SUMMARY OF THE INVENTION

[0013] The above object, and other advantages, is achieved by the surface treatment composition of the present invention.

[0014] The present invention relates to a surface treatment composition for paper, paperboard or other fibrous webs wherein the composition comprises starch particles that comprise at least one salt.

[0015] The at least one salt is incorporated in the starch particle. In this way it is possible to increase the amount of salt added to a surface treatment composition and also to the surface of a paper or paperboard.

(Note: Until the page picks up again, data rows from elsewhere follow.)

//! Analytics maintenance commands.

use std::sync::Arc;

use tracing::{error, info};

use honey_palace_admin::services::AnalyticsService;
use honey_palace_core::AnalyticsKind;
use honey_palace_store::PgDocumentStore;

use super::{CliError, connect};

async fn service() -> Result<AnalyticsService, CliError> {
    let store = PgDocumentStore::new(connect().await?);
    Ok(AnalyticsService::new(Arc::new(store)))
}

/// Print the order summary.
///
/// # Errors
///
/// Returns error if the orders collection cannot be read.
pub async fn summary() -> Result<(), CliError> {
    let summary = service().await?.summary().await?;

    info!("Order Summary");
    info!("=============");
    info!("Total orders:   {}", summary.total_orders);
    info!("Total revenue:  {}", summary.total_revenue.display());
    info!("Shipped:        {}", summary.shipped_orders);
    info!("Pending:        {}", summary.pending_orders);
    Ok(())
}

/// Wipe one aggregate collection, or all three when `kind` is `None`.
///
/// # Errors
///
/// Returns error if any deletion fails. With `None`, the deletions that did
/// succeed are not undone.
pub async fn reset(kind: Option<AnalyticsKind>) -> Result<(), CliError> {
    let service = service().await?;

    if let Some(kind) = kind {
        let deleted = service.reset(kind).await?;
        info!("Reset {kind}: {deleted} documents deleted");
        return Ok(());
    }

    let report = service.reset_all().await;
    for (kind, outcome) in report.outcomes() {
        match outcome.error() {
            None => info!(%kind, "Reset succeeded"),
            Some(e) => error!(%kind, error = %e, "Reset failed"),
        }
    }
    report
        .failure_summary()
        .map_or(Ok(()), |failures| Err(CliError::ResetFailed(failures)))
}
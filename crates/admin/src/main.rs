//! Honey Palace Admin - back-office API.
//!
//! This binary serves the admin API on port 3001.
//!
//! # Security
//!
//! - Analytics resets are destructive and not undoable
//! - `ADMIN_API_TOKEN` guards `/admin` routes when set
//! - Bind to a private interface (default 127.0.0.1)

#![cfg_attr(not(test), forbid(unsafe_code))]

use std::sync::Arc;

use honey_palace_admin::{app, config::AdminConfig, state::AppState};
use honey_palace_store::{
    MemoryDocumentStore, PgDocumentStore, SharedStore, StoreBackend, create_pool,
};
use sentry::integrations::tracing as sentry_tracing;
use tracing_subscriber::{layer::SubscriberExt, util::SubscriberInitExt};

/// Initialize Sentry error tracking and return guard that must be kept alive.
fn init_sentry(config: &AdminConfig) -> Option<sentry::ClientInitGuard> {
    let dsn = config.sentry_dsn.as_ref()?;

    let guard = sentry::init((
        dsn.as_str(),
        sentry::ClientOptions {
            release: sentry::release_name!(),
            environment: config
                .sentry_environment
                .clone()
                .map(std::borrow::Cow::Owned),
            sample_rate: config.sentry_sample_rate,
            traces_sample_rate: config.sentry_traces_sample_rate,
            attach_stacktrace: true,
            ..Default::default()
        },
    ));

    tracing::info!("Sentry initialized");
    Some(guard)
}

/// Filter tracing events to Sentry event types.
fn sentry_event_filter(metadata: &tracing::Metadata<'_>) -> sentry_tracing::EventFilter {
    match *metadata.level() {
        tracing::Level::ERROR | tracing::Level::WARN => sentry_tracing::EventFilter::Event,
        tracing::Level::INFO | tracing::Level::DEBUG => sentry_tracing::EventFilter::Breadcrumb,
        _ => sentry_tracing::EventFilter::Ignore,
    }
}

#[tokio::main]
async fn main() {
    let config = AdminConfig::from_env().expect("Failed to load configuration");

    // Initialize Sentry (must be done before tracing subscriber)
    let _sentry_guard = init_sentry(&config);

    let env_filter = tracing_subscriber::EnvFilter::try_from_default_env()
        .unwrap_or_else(|_| "honey_palace_admin=info,honey_palace_store=info,tower_http=debug".into());

    // Use JSON format on Fly.io for structured log parsing, text format locally
    let is_fly = std::env::var("FLY_APP_NAME").is_ok();
    let json_layer = is_fly.then(|| tracing_subscriber::fmt::layer().json().flatten_event(true));
    let text_layer = (!is_fly).then(tracing_subscriber::fmt::layer);

    tracing_subscriber::registry()
        .with(env_filter)
        .with(json_layer)
        .with(text_layer)
        .with(sentry_tracing::layer().event_filter(sentry_event_filter))
        .init();

    if config.api_token.is_none() {
        tracing::warn!("ADMIN_API_TOKEN not set; /admin routes are unauthenticated");
    }

    // NOTE: Migrations are NOT run automatically on startup.
    // Run them explicitly via: cargo run -p honey-palace-cli -- migrate
    let store: SharedStore = match (&config.store_backend, &config.database_url) {
        (StoreBackend::Postgres, Some(database_url)) => {
            let pool = create_pool(database_url)
                .await
                .expect("Failed to create database pool");
            tracing::info!("Database pool created");
            Arc::new(PgDocumentStore::new(pool))
        }
        (StoreBackend::Postgres, None) => {
            panic!("HONEY_PALACE_DATABASE_URL is required for the postgres store")
        }
        (StoreBackend::Memory, _) => {
            tracing::warn!("Using in-memory store; data is lost on restart");
            Arc::new(MemoryDocumentStore::new())
        }
    };

    let app = app(AppState::new(config.clone(), store))
        .layer(sentry_tower::NewSentryLayer::new_from_top())
        .layer(sentry_tower::SentryHttpLayer::new().enable_transaction());

    let addr = config.socket_addr();
    tracing::info!(store = %config.store_backend, "admin listening on {}", addr);

    let listener = tokio::net::TcpListener::bind(addr)
        .await
        .expect("Failed to bind to address");

    axum::serve(listener, app)
        .with_graceful_shutdown(shutdown_signal())
        .await
        .expect("Server error");
}

/// Wait for shutdown signal (Ctrl+C or SIGTERM).
async fn shutdown_signal() {
    let ctrl_c = async {
        tokio::signal::ctrl_c()
            .await
            .expect("Failed to install Ctrl+C handler");
    };

    #[cfg(unix)]
    let terminate = async {
        tokio::signal::unix::signal(tokio::signal::unix::SignalKind::terminate())
            .expect("Failed to install signal handler")
            .recv()
            .await;
    };

    #[cfg(not(unix))]
    let terminate = std::future::pending::<()>();

    tokio::select! {
        () = ctrl_c => {},
        () = terminate => {},
    }

    tracing::info!("Shutdown signal received, starting graceful shutdown");
}
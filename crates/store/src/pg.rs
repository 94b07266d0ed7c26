//! `PostgreSQL` backend.

use std::time::Duration;

use async_trait::async_trait;
use chrono::{DateTime, Utc};
use secrecy::ExposeSecret;
use serde_json::{Map, Value};
use sqlx::PgPool;
use sqlx::migrate::Migrator;
use sqlx::postgres::PgPoolOptions;

use honey_palace_core::DocumentId;

use crate::document::{CREATED_AT_KEY, ID_KEY};
use crate::{Collection, Document, DocumentStore, SortOrder, StoreError};

/// Embedded schema migrations.
pub static MIGRATOR: Migrator = sqlx::migrate!("./migrations");

/// Create a `PostgreSQL` connection pool with sensible defaults.
///
/// # Arguments
///
/// * `database_url` - `PostgreSQL` connection string (wrapped in `SecretString`)
///
/// # Errors
///
/// Returns `sqlx::Error` if the connection cannot be established.
pub async fn create_pool(database_url: &secrecy::SecretString) -> Result<PgPool, sqlx::Error> {
    PgPoolOptions::new()
        .max_connections(10)
        .min_connections(2)
        .acquire_timeout(Duration::from_secs(10))
        .connect(database_url.expose_secret())
        .await
}

/// Apply any pending migrations.
///
/// # Errors
///
/// Returns `StoreError::Migration` if a migration fails.
pub async fn run_migrations(pool: &PgPool) -> Result<(), StoreError> {
    MIGRATOR.run(pool).await?;
    Ok(())
}

#[derive(Debug, sqlx::FromRow)]
struct DocumentRow {
    id: DocumentId,
    body: Value,
    created_at: DateTime<Utc>,
}

impl TryFrom<DocumentRow> for Document {
    type Error = StoreError;

    fn try_from(row: DocumentRow) -> Result<Self, Self::Error> {
        match row.body {
            Value::Object(body) => Ok(Self::new(row.id, row.created_at, body)),
            other => Err(StoreError::DataCorruption(format!(
                "document {} body is not an object: {other}",
                row.id
            ))),
        }
    }
}

fn into_object(value: Value) -> Result<Map<String, Value>, StoreError> {
    match value {
        Value::Object(map) => Ok(map),
        other => Err(StoreError::DataCorruption(format!(
            "settings body is not an object: {other}"
        ))),
    }
}

/// Documents stored as `JSONB` rows.
#[derive(Debug, Clone)]
pub struct PgDocumentStore {
    pool: PgPool,
}

impl PgDocumentStore {
    /// Create a store over an existing connection pool.
    #[must_use]
    pub const fn new(pool: PgPool) -> Self {
        Self { pool }
    }

    /// Get a reference to the connection pool.
    #[must_use]
    pub const fn pool(&self) -> &PgPool {
        &self.pool
    }
}

#[async_trait]
impl DocumentStore for PgDocumentStore {
    #[tracing::instrument(skip(self, body), fields(collection = %collection))]
    async fn insert(
        &self,
        collection: Collection,
        mut body: Map<String, Value>,
        created_at: DateTime<Utc>,
    ) -> Result<DocumentId, StoreError> {
        body.remove(ID_KEY);
        body.remove(CREATED_AT_KEY);
        let id = DocumentId::generate();

        sqlx::query(
            r"
            INSERT INTO documents (id, collection, body, created_at)
            VALUES ($1, $2, $3, $4)
            ",
        )
        .bind(id)
        .bind(collection.as_str())
        .bind(Value::Object(body))
        .bind(created_at)
        .execute(&self.pool)
        .await?;

        Ok(id)
    }

    async fn find_by_id(
        &self,
        collection: Collection,
        id: DocumentId,
    ) -> Result<Option<Document>, StoreError> {
        let row = sqlx::query_as::<_, DocumentRow>(
            r"
            SELECT id, body, created_at
            FROM documents
            WHERE collection = $1 AND id = $2
            ",
        )
        .bind(collection.as_str())
        .bind(id)
        .fetch_optional(&self.pool)
        .await?;

        row.map(Document::try_from).transpose()
    }

    async fn find_all(
        &self,
        collection: Collection,
        order: SortOrder,
    ) -> Result<Vec<Document>, StoreError> {
        let query = match order {
            SortOrder::OldestFirst => {
                r"
                SELECT id, body, created_at
                FROM documents
                WHERE collection = $1
                ORDER BY created_at ASC
                "
            }
            SortOrder::NewestFirst => {
                r"
                SELECT id, body, created_at
                FROM documents
                WHERE collection = $1
                ORDER BY created_at DESC
                "
            }
        };

        let rows = sqlx::query_as::<_, DocumentRow>(query)
            .bind(collection.as_str())
            .fetch_all(&self.pool)
            .await?;

        rows.into_iter().map(Document::try_from).collect()
    }

    async fn count(&self, collection: Collection) -> Result<u64, StoreError> {
        let count: i64 =
            sqlx::query_scalar("SELECT COUNT(*) FROM documents WHERE collection = $1")
                .bind(collection.as_str())
                .fetch_one(&self.pool)
                .await?;

        Ok(u64::try_from(count).unwrap_or_default())
    }

    #[tracing::instrument(skip(self), fields(collection = %collection))]
    async fn delete_all(&self, collection: Collection) -> Result<u64, StoreError> {
        let result = sqlx::query("DELETE FROM documents WHERE collection = $1")
            .bind(collection.as_str())
            .execute(&self.pool)
            .await?;

        Ok(result.rows_affected())
    }

    async fn get_settings(&self) -> Result<Option<Map<String, Value>>, StoreError> {
        let body: Option<Value> =
            sqlx::query_scalar("SELECT body FROM site_settings WHERE singleton")
                .fetch_optional(&self.pool)
                .await?;

        body.map(into_object).transpose()
    }

    #[tracing::instrument(skip_all)]
    async fn merge_settings(
        &self,
        patch: Map<String, Value>,
    ) -> Result<Map<String, Value>, StoreError> {
        // `||` on JSONB replaces top-level keys and keeps the rest.
        let body: Value = sqlx::query_scalar(
            r"
            INSERT INTO site_settings (singleton, body, updated_at)
            VALUES (TRUE, $1, NOW())
            ON CONFLICT (singleton) DO UPDATE SET
                body = site_settings.body || EXCLUDED.body,
                updated_at = NOW()
            RETURNING body
            ",
        )
        .bind(Value::Object(patch))
        .fetch_one(&self.pool)
        .await?;

        into_object(body)
    }

    async fn ping(&self) -> Result<(), StoreError> {
        sqlx::query("SELECT 1").execute(&self.pool).await?;
        Ok(())
    }
}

[0016] The at least one salt is a salt of a multivalent metal, such as a divalent or trivalent metal. The salt is preferably a calcium, magnesium or aluminum salt, preferably calcium chloride or polyaluminum chloride.

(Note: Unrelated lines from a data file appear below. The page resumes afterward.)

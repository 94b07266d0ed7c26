//! Business logic services for admin.
//!
//! # Services
//!
//! - `analytics` - Order summary and analytics aggregate resets

pub mod analytics;

pub use analytics::{AnalyticsService, ResetAllReport, ResetOutcome};
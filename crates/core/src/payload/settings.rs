//! Site settings update schema.

use std::collections::BTreeMap;

use rust_decimal::Decimal;
use rust_decimal::prelude::ToPrimitive;
use serde::{Deserialize, Serialize, Serializer};
use serde_json::{Map, Value};

use super::{MAX_TEXT_LENGTH, ValidationError, bounded};
use crate::types::{Email, Price};

/// A partial update of the site settings document.
///
/// Every recognized field is optional. Saving a patch overwrites exactly the
/// fields it sets and leaves the rest of the stored document alone.
/// Unrecognized fields are ignored.
#[derive(Debug, Clone, Default, PartialEq, Eq, Serialize, Deserialize)]
#[serde(rename_all = "camelCase")]
pub struct SettingsPatch {
    #[serde(default, skip_serializing_if = "Option::is_none")]
    pub site_name: Option<String>,
    #[serde(default, skip_serializing_if = "Option::is_none")]
    pub tagline: Option<String>,
    #[serde(default, skip_serializing_if = "Option::is_none")]
    pub logo: Option<String>,
    #[serde(default, skip_serializing_if = "Option::is_none")]
    pub theme: Option<String>,
    #[serde(default, skip_serializing_if = "Option::is_none")]
    pub banner: Option<String>,
    #[serde(default, skip_serializing_if = "Option::is_none")]
    pub announcement: Option<String>,
    #[serde(default, skip_serializing_if = "Option::is_none")]
    pub contact_email: Option<String>,
    #[serde(default, skip_serializing_if = "Option::is_none")]
    pub contact_phone: Option<String>,
    #[serde(default, skip_serializing_if = "Option::is_none")]
    pub address: Option<String>,
    #[serde(default, skip_serializing_if = "Option::is_none")]
    pub currency: Option<String>,
    #[serde(default, skip_serializing_if = "Option::is_none")]
    pub shipping_fee: Option<Price>,
    #[serde(default, skip_serializing_if = "Option::is_none")]
    pub free_shipping_threshold: Option<Price>,
    /// Percentage, 0 to 100.
    #[serde(
        default,
        serialize_with = "serialize_rate",
        skip_serializing_if = "Option::is_none"
    )]
    pub tax_rate: Option<Decimal>,
    #[serde(default, skip_serializing_if = "Option::is_none")]
    pub maintenance_mode: Option<bool>,
    #[serde(default, skip_serializing_if = "Option::is_none")]
    pub social_links: Option<BTreeMap<String, String>>,
}

impl SettingsPatch {
    /// Check the patch and return its normalized form.
    ///
    /// # Errors
    ///
    /// Returns [`ValidationError`] for a malformed contact email, a negative
    /// fee, a tax rate outside 0..=100, an unknown currency code shape, or
    /// over-long text.
    pub fn validate(mut self) -> Result<Self, ValidationError> {
        for (field, value) in [
            ("siteName", &self.site_name),
            ("tagline", &self.tagline),
            ("logo", &self.logo),
            ("theme", &self.theme),
            ("banner", &self.banner),
            ("announcement", &self.announcement),
            ("contactPhone", &self.contact_phone),
            ("address", &self.address),
        ] {
            bounded(field, value.as_deref(), MAX_TEXT_LENGTH)?;
        }

        if let Some(links) = &self.social_links {
            for (network, url) in links {
                bounded(network, Some(url), MAX_TEXT_LENGTH)?;
            }
        }

        self.contact_email = self
            .contact_email
            .map(|raw| Email::parse(&raw).map(Email::into_inner))
            .transpose()?;

        if let Some(currency) = &self.currency {
            let code = currency.trim().to_ascii_uppercase();
            if code.len() != 3 || !code.chars().all(|c| c.is_ascii_alphabetic()) {
                return Err(ValidationError::OutOfRange("currency"));
            }
            self.currency = Some(code);
        }

        if self.shipping_fee.is_some_and(|fee| fee.is_negative()) {
            return Err(ValidationError::Negative("shippingFee"));
        }
        if self
            .free_shipping_threshold
            .is_some_and(|threshold| threshold.is_negative())
        {
            return Err(ValidationError::Negative("freeShippingThreshold"));
        }
        if self
            .tax_rate
            .is_some_and(|rate| rate < Decimal::ZERO || rate > Decimal::ONE_HUNDRED)
        {
            return Err(ValidationError::OutOfRange("taxRate"));
        }

        Ok(self)
    }

    /// Whether the patch sets no field at all.
    #[must_use]
    pub fn is_empty(&self) -> bool {
        *self == Self::default()
    }

    /// The fields this patch sets, as a document fragment to merge.
    #[must_use]
    pub fn into_document(self) -> Map<String, Value> {
        match serde_json::to_value(self) {
            Ok(Value::Object(map)) => map,
            _ => Map::new(),
        }
    }
}

#[allow(clippy::ref_option)] // signature required by serialize_with
fn serialize_rate<S: Serializer>(rate: &Option<Decimal>, serializer: S) -> Result<S::Ok, S::Error> {
    match rate.and_then(|r| r.to_f64()) {
        Some(r) => serializer.serialize_f64(r),
        None => serializer.serialize_none(),
    }
}

#[cfg(test)]
#[allow(clippy::unwrap_used)]
mod tests {
    use super::*;
    use serde_json::json;

    fn patch(value: Value) -> SettingsPatch {
        serde_json::from_value(value).unwrap()
    }

    #[test]
    fn test_only_set_fields_are_emitted() {
        let body = patch(json!({"theme": "dark", "unknownFlag": 1}))
            .validate()
            .unwrap()
            .into_document();
        assert_eq!(body.len(), 1);
        assert_eq!(body["theme"], "dark");
    }

    #[test]
    fn test_empty_patch() {
        assert!(patch(json!({})).is_empty());
        assert!(!patch(json!({"maintenanceMode": false})).is_empty());
    }

    #[test]
    fn test_normalizes_currency_and_email() {
        let p = patch(json!({"currency": " usd ", "contactEmail": "Shop@Honey.Shop"}))
            .validate()
            .unwrap();
        assert_eq!(p.currency.as_deref(), Some("USD"));
        assert_eq!(p.contact_email.as_deref(), Some("shop@honey.shop"));
    }

    #[test]
    fn test_rejects_out_of_range_numbers() {
        assert_eq!(
            patch(json!({"shippingFee": -2})).validate().unwrap_err(),
            ValidationError::Negative("shippingFee")
        );
        assert_eq!(
            patch(json!({"taxRate": 120})).validate().unwrap_err(),
            ValidationError::OutOfRange("taxRate")
        );
        assert_eq!(
            patch(json!({"currency": "dollars"})).validate().unwrap_err(),
            ValidationError::OutOfRange("currency")
        );
    }

    #[test]
    fn test_numbers_serialize_as_json_numbers() {
        let body = patch(json!({"taxRate": 7.5, "shippingFee": 4}))
            .validate()
            .unwrap()
            .into_document();
        assert_eq!(body["taxRate"], 7.5);
        assert_eq!(body["shippingFee"], 4.0);
    }
}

[0017] The starch is preferably cross-linked starch. By using cross-linked starch in a surface treatment composition it is possible to subject the composition and/or the starch to elevated temperature without dissolving the entire amount of starch particles. In this way the starch particles tend to stay on the surface of a treated paper or paperboard and thus not being absorbed into the paper or paperboard. This improves the printing properties of the paper or paperboard. Another advantage with the cross-linked starch is that the absorption of the printed ink is improved. It is important that the colorant of the ink is absorbed and mainly kept on the surface of the paper and that the solvent, i.e. water or ink solvent, is quickly released by the composition and absorbed by the paper. Due to the improved absorption of the composition it is also possible increase the amount of ink added to the paper or paperboard. The paper or paperboard is thus not as sensitive to large amount of ink, which makes it possible to improve the printing quality of prints demanding high amounts of ink, such as pictures. Also, some solvent of inks demands cross-linked polymers in order to work properly.

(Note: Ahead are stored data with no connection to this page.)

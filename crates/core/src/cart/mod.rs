//! Shopping cart with merge-on-add semantics.
//!
//! The cart is an ordered list of [`CartItem`]s serialized as one JSON array
//! into a single named slot of a [`CartStorage`] backend. Adding a product that
//! is already present bumps its quantity instead of creating a second line.
//!
//! Reads never fail: a missing slot, an unavailable backend, or a slot that no
//! longer parses all read back as an empty cart. Writes to an unavailable
//! backend are silently dropped.
//!
//! ```
//! use honey_palace_core::cart::{CartStore, MemoryStorage, ProductRef};
//! use honey_palace_core::Price;
//!
//! let mut cart = CartStore::new(MemoryStorage::new());
//! let honey = ProductRef::new("wildflower-1kg", "Wildflower Honey 1kg", Price::from_cents(1899));
//!
//! cart.add_to_cart(&honey, 2);
//! cart.add_one(&honey);
//!
//! let items = cart.get_cart();
//! assert_eq!(items.len(), 1);
//! assert_eq!(items[0].quantity, 3);
//! ```

mod item;
mod storage;
mod store;

pub use item::{CartItem, ProductRef};
pub use storage::{CART_SLOT, CartStorage, MemoryStorage, StorageError, UnavailableStorage};
pub use store::CartStore;
//! Order status values.
//!
//! Orders are recorded as `Pending Payment` at checkout intake; every later
//! transition happens outside the storefront (payment confirmation, shipping).
//! The wire strings are the human-readable labels the back-office already uses.

use serde::{Deserialize, Serialize};

/// Lifecycle status of an order.
#[derive(Debug, Clone, Copy, PartialEq, Eq, Hash, Serialize, Deserialize, Default)]
pub enum OrderStatus {
    /// Intake recorded, payment not yet confirmed.
    #[default]
    #[serde(rename = "Pending Payment")]
    PendingPayment,
    /// Payment confirmed.
    Paid,
    /// Handed to the carrier.
    Shipped,
    /// Received by the customer.
    Delivered,
    /// Cancelled before fulfilment.
    Cancelled,
}

impl OrderStatus {
    /// The label stored in the order document.
    #[must_use]
    pub const fn as_str(&self) -> &'static str {
        match self {
            Self::PendingPayment => "Pending Payment",
            Self::Paid => "Paid",
            Self::Shipped => "Shipped",
            Self::Delivered => "Delivered",
            Self::Cancelled => "Cancelled",
        }
    }
}

impl std::fmt::Display for OrderStatus {
    fn fmt(&self, f: &mut std::fmt::Formatter<'_>) -> std::fmt::Result {
        f.write_str(self.as_str())
    }
}

impl std::str::FromStr for OrderStatus {
    type Err = String;

    fn from_str(s: &str) -> Result<Self, Self::Err> {
        match s {
            "Pending Payment" => Ok(Self::PendingPayment),
            "Paid" => Ok(Self::Paid),
            "Shipped" => Ok(Self::Shipped),
            "Delivered" => Ok(Self::Delivered),
            "Cancelled" => Ok(Self::Cancelled),
            _ => Err(format!("invalid order status: {s}")),
        }
    }
}
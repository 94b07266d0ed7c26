//! Database migration command.
//!
//! # Usage
//!
//! ```bash
//! hp-cli migrate
//! ```
//!
//! Migrations are embedded from `crates/store/migrations/` and create the
//! `documents`, `site_settings`, and `tower_sessions.session` tables.

use tracing::info;

use super::{CliError, connect};

/// Apply pending migrations.
///
/// # Errors
///
/// Returns error if the database is unreachable or a migration fails.
pub async fn run() -> Result<(), CliError> {
    let pool = connect().await?;

    info!("Running migrations...");
    honey_palace_store::run_migrations(&pool).await?;

    info!("Migrations complete!");
    Ok(())
}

[0018] The starch is preferably cross-linked by one or more compounds chosen from the group that consists of methylamine compounds, polyvalent acids, polyvalent acid esters, polyvalent acid halides, polyvalent acid anhydrides, polyaldehydes, polyepoxides, polyisocyanates, divinyl compounds, phosphoryl chloride, polyamine polyepoxide resin, 1,4-butane diolglycidyl ether, epichlorohydrin, trimetaphosphates, mixtures of anhydrides of acetic acid and two and three protonic acids, sodium hypochlorite, or mixtures thereof.

[0019] The composition comprises starch particles in an amount of more than 65% by weight, and at least 10% by weight of the starch in the composition consists of starch particles in the entire temperature range of 20-50°C. Both bulk and stiffness of the treated paper or paperboard is improved when starch in the form of particles is present in the composition.

[0020] The ratio between the salt and starch of the composition is between 1:50 to 1:5. There is an optimal amount of both starch and salt in the composition. More or less starch respectively salt will deteriorate ink-jet printing properties of the paper or paperboard.

[0021] The composition preferably comprises dissolved starch. The dissolved starch will work as a binder of the composition.

[0022] The composition may also comprise an additive, preferably an anionic or amphoteric additive which will modify the starch particles. In this way it is possible to alter the charge of the particles making them more stable or more compatible to other additives or to the fibers.

[0023] The invention also relates to a paper or paperboard product comprising a surface layer of a surface treatment composition as described herein.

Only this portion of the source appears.